10 Formas de premiar y obtener buenos resultados: 

  1. Premiar con alegría, que se note claramente que el que premia, está más contento que el premiado.
  2. Premiar con amabilidad, demostrando un trato benévolo con sencillez, cariño y simpatía, evitando la frialdad o antipatía.
  3. Premiar con la amistad incluso a personas desconocidas, que han hecho un bien a la familia o a la sociedad, demostrándoles un gran afecto y procurando su bien.
  4. Premiar con amor, correspondiendo al amor recibido y haciéndolo con mucho cariño, intensidad y desinterés y en su caso, sin importar la indiferencia, el odio o el desprecio recibido.
  5. Premiar con equidad, de forma que haya justicia, imparcialidad, y  equilibrio entre el premio dado y la acción premiada, tratando de evitar el desequilibrio negativo, para terceras personas.

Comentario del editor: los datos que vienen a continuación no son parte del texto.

//! Receive-side task: pops inbound frames in arrival order and hands them to
//! the [`CommandRouter`].
use crate::display::DisplayContext;
use crate::error::TransportError;
use crate::protocol::managment::command_router::CommandRouter;
use crate::protocol::messages::Command;
use crate::protocol::transport::context::TransportContext;
use crate::protocol::transport::traits::node_timer::NodeTimer;
use crate::protocol::transport::RECEIVE_POLL_TIMEOUT_MS;

pub struct ReceiveRunner<'a, T, const P: usize, const TXQ: usize, const RXQ: usize>
where
    T: NodeTimer,
{
    transport: &'a TransportContext<P, TXQ, RXQ>,
    display: &'a DisplayContext,
    timer: T,
    router: CommandRouter,
}

impl<'a, T, const P: usize, const TXQ: usize, const RXQ: usize> ReceiveRunner<'a, T, P, TXQ, RXQ>
where
    T: NodeTimer,
{
    pub fn new(
        transport: &'a TransportContext<P, TXQ, RXQ>,
        display: &'a DisplayContext,
        timer: T,
    ) -> Self {
        Self {
            transport,
            display,
            timer,
            router: CommandRouter::new(),
        }
    }

    pub fn router(&self) -> &CommandRouter {
        &self.router
    }

    /// Wait up to `timeout_ms` for one frame and apply it.
    ///
    /// `Ok(None)` means a frame arrived but was not a display command.
    pub async fn run_once(&mut self, timeout_ms: u32) -> Result<Option<Command>, TransportError> {
        let frame = self.transport.receive(timeout_ms, &mut self.timer).await?;
        match self.router.dispatch(&frame, self.display) {
            Ok(command) => Ok(Some(command)),
            Err(_err) => {
                #[cfg(feature = "defmt")]
                defmt::debug!("Frame {:#X} ignored: {}", frame.id.raw(), _err);
                Ok(None)
            }
        }
    }

    /// Receive loop. Never returns.
    pub async fn run(&mut self) {
        loop {
            // An empty queue is the normal idle case.
            let _ = self.run_once(RECEIVE_POLL_TIMEOUT_MS).await;
        }
    }
}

  6. Premiar con ética, en función de los dictados de la conciencia, pues las malas conductas o acciones, nunca deben ser premiadas por muy difíciles que hayan sido de cumplir.

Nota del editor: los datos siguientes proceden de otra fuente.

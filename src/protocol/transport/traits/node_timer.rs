//! Timer abstraction providing the clock and delay primitives required by the
//! queue timeouts, the recovery holds and the handshake retry logic.
use core::future::Future;

/// Monotonic millisecond clock plus asynchronous delay.
pub trait NodeTimer {
    /// Milliseconds since an arbitrary epoch. Wraps around; callers compare
    /// with `wrapping_sub`.
    fn now_ms(&self) -> u32;

    /// Asynchronously wait for `millis` milliseconds.
    fn delay_ms<'a>(&'a mut self, millis: u32) -> impl Future<Output = ()> + 'a;
}

//==================================================================================EMBASSY
/// [`NodeTimer`] backed by the embassy time driver.
#[cfg(feature = "embassy-time")]
#[derive(Debug, Clone, Copy, Default)]
pub struct EmbassyTimer;

#[cfg(feature = "embassy-time")]
impl NodeTimer for EmbassyTimer {
    fn now_ms(&self) -> u32 {
        embassy_time::Instant::now().as_millis() as u32
    }

    fn delay_ms<'a>(&'a mut self, millis: u32) -> impl Future<Output = ()> + 'a {
        embassy_time::Timer::after_millis(millis as u64)
    }
}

  7. Premiar con generosidad y magnanimidad, pero sin derroches ni despilfarros, evitando la tacañería, el egoísmo o los aviesos intereses de quien premia.
  8. Premiar con humildad para que no sirva de presunción al que da y sea solamente, como prueba o reconocimiento del acto realizado.
  9. Premiar con igualdad, equidad, justicia e imparcialidad, en proporción a los meritos adquiridos, para evitar las envidias por favoritismos.
  10. Premiar con justicia, honestidad y ecuanimidad, desechando la arbitrariedad y los caprichos.

 

Otras virtudes y valores humanos que deben tenerse en cuenta cuando se premia: Bondad. Caridad. Compasión. Coherencia. Conciencia. Control. Cordialidad. Cortesía. Criterio. Desprendimiento. Dignidad. Diligencia. Entusiasmo. Gratitud. Honestidad. Honradez. Lealtad. Libertad. Moderación. Moralidad. Naturalidad. Objetivamente. Orden. Paciencia. Prudencia. Razón. Rectitud. Respeto. Responsabilidad. Sabiduría. Sencillez. Sensatez. Sentido del ridículo. Sentimiento. Serenidad. Seriedad. Simplicidad. Sinceridad. Solidaridad. Tolerancia. Verdad. Voluntad.